始めに少し、この本を読み始めた時の話しをさせて下さい
読書なんて普段しなかった私でも耳にしたことがある村上春樹さん。
図書館で『何を借りようかなぁ、、、』
って、迷っていたというか、何を借りていいのか分からなかった時に頭に浮かんだのが
あまりにも有名な村上春樹さんだった
って安易な理由で借りました。
借りたもののしばらく放置していたの
ある日、朝から『もう何も考えたくない』って思う事があった時に、
とりあえず本でも読んで頭の中をそのストーリーでいっぱいにしてしまえば何も考えずにすむんじゃないか?
と思って読み始めたのがこちらの
海辺のカフカ(上下)
※多少ネタバレします
主人公は、父から呪いをかけられ家出する少年。
孤独感と不思議なストーリー
が第一印象でした。
家出する少年と、猫と話せる不思議なおじさんの2つの話しが交互に進んでいく展開でずっとラストが気になり一気読みしました。
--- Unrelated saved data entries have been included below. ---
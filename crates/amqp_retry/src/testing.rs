// Copyright (c) Microsoft Corporation.
// Licensed under the MIT License.

use std::io::Write;
use std::sync::{Arc, Mutex};

use tracing_subscriber::fmt::MakeWriter;

/// Collects the formatted retry events emitted while it is installed.
///
/// Install with `tracing::subscriber::set_default(capture.subscriber())`; the guard keeps the
/// capture active for the current thread only, so parallel tests do not see each other's events.
#[derive(Debug, Clone, Default)]
pub(crate) struct LogCapture {
    lines: Arc<Mutex<Vec<u8>>>,
}

impl LogCapture {
    #[must_use]
    pub fn new() -> Self {
        Self::default()
    }

    /// A plain-text `fmt` subscriber writing into this capture.
    #[must_use]
    pub fn subscriber(&self) -> impl tracing::Subscriber {
        use tracing_subscriber::layer::SubscriberExt;
        tracing_subscriber::registry().with(tracing_subscriber::fmt::layer().with_writer(self.clone()).with_ansi(false))
    }

    /// Panics unless some captured event contains `expected`.
    pub fn assert_contains(&self, expected: &str) {
        let captured = self.captured();
        assert!(
            captured.contains(expected),
            "no retry event contains '{expected}', captured:\n{captured}"
        );
    }

    /// Panics unless some captured event carries `field` rendered as `value`.
    pub fn assert_field(&self, field: &str, value: &str) {
        self.assert_contains(&format!("{field}={value}"));
    }

    fn captured(&self) -> String {
        String::from_utf8_lossy(&self.lines.lock().unwrap()).into_owned()
    }
}

impl<'a> MakeWriter<'a> for LogCapture {
    type Writer = Sink;

    fn make_writer(&'a self) -> Self::Writer {
        Sink(Arc::clone(&self.lines))
    }
}

pub(crate) struct Sink(Arc<Mutex<Vec<u8>>>);

impl Write for Sink {
    fn write(&mut self, buf: &[u8]) -> std::io::Result<usize> {
        self.0.lock().unwrap().extend_from_slice(buf);
        Ok(buf.len())
    }

    fn flush(&mut self) -> std::io::Result<()> {
        Ok(())
    }
}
この日にこの本を読み始めていなかったら、ただの不思議なストーリーで意味分からなかっただけ
というか、私なりの解釈すら出来なかったかもしれないし、読書の良さも感じなかったかもしれないなぁ。
私の期待どおり『現実を忘れて本の世界に身を置ける1冊』になりました。
ただ、何かを変えたくて読書の真似事をしはじめた私に読書の良さを体感させてくれた1冊となりました
(それまでは実際、数冊あった本も読まずに放置していたし。笑)
またこんな気持ちになりたくて、この本を記念に残したくて図書館に返却した後に実際購入しました。
『図書館もいいけど、やっぱり本は購入して手元に残したい』
『歳を取った時に、あの頃この本を読んでいたなぁ』
って日記や印みたいに残して行きたくなって、それから読んだ本は図書館で借りるのではなく購入しています。
年月が経ち、いつか読み返したらまた違った理解が深まるかもしれないという別の楽しみにもなります。
今現在の私がどんな解釈をしたのか、数年後それをどう思うのか、、、
だからこのブログに書き残そうと思います。
海辺のカフカ
現実と非現実の境目がうまく混ざり合っていて少し難しい感じもしますが、
個人的な理解として
私達は目には見えない宿命とか、遺伝子とか、業といったものと
目に見える肉体
五感で感じられる雰囲気や文字や言葉が混ざり合って日々過ごしていますが、
目には見えないものも、見えないだけで現実ちゃんとそこにあって
宇宙が全て解明しきれないのと同じくらい、一人一人の中にも宿命や業がハッキリと存在する。
一見不思議なストーリーだけど、形にしてみたら村上春樹さんの表現はこうなんだろうなぁと思いました。
あくまでも私の見解ですが(笑)
人類が誕生して、自分の中にはいつどこで何をしていたか分からない人の遺伝子が混ざり合っているか?
それは分かりませんが、少なくとも両親の分身ではあります。
その両親もまた、2つの生身の肉体から出来ているわけですから、そこから作り出された自分の思想や行動はすべて宿命や業となるわけです。
宿命や業とは、簡単に言えば傾向性。
後天的にもそれは変わってくるのでしょうが。
そんな宿命や業、を父からの呪いとしているのでしょう。
ちょっとゾッとするような描写だったり、不思議な展開だったり
宿命や業、思い出や感情、現実
たくさんの見えないものを独特な描写で表現して
最後は
『結局は自分自身なんだ』
『産まれるのも一人、死ぬのも一人』
『悩むのも、決断するのも一人』
少しずつ、少しずつ
縁した人に手を借りながら
でも最後は自分。自分自身で選んで、自分自身で決断し戦い、自分が変えていかなければならない。
自分の宿命や業なのだから。
だから自分にしか出来ないわけだ
と、私には感じられる作品でした。